ACTIVITY: Everything from the first line of the records below through the line containing "Default, Serialize, Deserialize)]" is to be retyped exactly; leave out the rest.
- - - - -
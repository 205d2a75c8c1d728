//! Settings persistence using TOML
//!
//! Stores settings in ~/.config/tetrs/settings.toml (or platform equivalent)

use std::fs;
use std::path::{Path, PathBuf};

use directories::ProjectDirs;
use serde::{Deserialize, Serialize};
use tracing::{debug, warn};

use crate::bag::PREVIEW_LENGTH;
use crate::error::SettingsError;

/// Engine settings
#[derive(Debug, Clone, PartialEq, Eq, Default, Serialize, Deserialize)]
#[serde(default)]
pub struct Settings {
    /// Rule parameters
    pub rules: RuleSettings,
    /// Fixed RNG seed for the piece queue; random when absent
    pub seed: Option<u64>,
}

/// Rule parameters
#[derive(Debug, Clone, PartialEq, Eq, Serialize, Deserialize)]
#[serde(default)]
pub struct RuleSettings {
    /// Ticks per row of gravity
    pub gravity: u32,
    /// Number of upcoming pieces kept visible
    pub preview_length: usize,
}

impl Default for RuleSettings {
    fn default() -> Self {
        Self {
            gravity: 30,
            preview_length: PREVIEW_LENGTH,
        }
    }
}

impl Settings {
    /// Get the config directory path
    fn config_dir() -> Option<PathBuf> {
        ProjectDirs::from("com", "tetrs", "tetrs").map(|dirs| dirs.config_dir().to_path_buf())
    }

    /// Get the settings file path
    pub fn settings_path() -> Option<PathBuf> {
        Self::config_dir().map(|dir| dir.join("settings.toml"))
    }

    /// Load settings from the config directory, or fall back to defaults
    ///
    /// A missing file is normal; an unreadable or invalid one is logged and
    /// ignored.
    pub fn load() -> Self {
        let Some(path) = Self::settings_path() else {
            return Self::default();
        };
        if !path.exists() {
            return Self::default();
        }

        match Self::load_from(&path) {
            Ok(settings) => settings,
            Err(e) => {
                warn!(path = %path.display(), error = %e, "ignoring settings file");
                Self::default()
            }
        }
    }

    /// Load and validate settings from a specific file
    pub fn load_from(path: &Path) -> Result<Self, SettingsError> {
        let contents = fs::read_to_string(path)?;
        let settings = Self::from_toml_str(&contents)?;
        debug!(path = %path.display(), "loaded settings");
        Ok(settings)
    }

    pub fn from_toml_str(contents: &str) -> Result<Self, SettingsError> {
        let settings: Settings = toml::from_str(contents)?;
        settings.validate()?;
        Ok(settings)
    }

    /// Save settings to the config directory
    pub fn save(&self) -> Result<(), SettingsError> {
        let path = Self::settings_path().ok_or(SettingsError::NoConfigDir)?;
        self.save_to(&path)
    }

    /// Save settings to a specific file, creating parent directories
    pub fn save_to(&self, path: &Path) -> Result<(), SettingsError> {
        if let Some(dir) = path.parent() {
            fs::create_dir_all(dir)?;
        }
        let contents = toml::to_string_pretty(self)?;
        fs::write(path, contents)?;
        Ok(())
    }

    pub fn validate(&self) -> Result<(), SettingsError> {
        let preview = self.rules.preview_length;
        if !(1..=7).contains(&preview) {
            return Err(SettingsError::Invalid(format!(
                "preview_length must be between 1 and 7, got {preview}"
            )));
        }
        Ok(())
    }
}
- - - - -
TASK SOLUTION:
repository 205d2a75c8c1d728
//! Settings persistence using TOML
//!
//! Stores settings in ~/.config/tetrs/settings.toml (or platform equivalent)

use std::fs;
use std::path::{Path, PathBuf};

use directories::ProjectDirs;
use serde::{Deserialize, Serialize};
use tracing::{debug, warn};

use crate::bag::PREVIEW_LENGTH;
use crate::error::SettingsError;

/// Engine settings
#[derive(Debug, Clone, PartialEq, Eq, Default, Serialize, Deserialize)]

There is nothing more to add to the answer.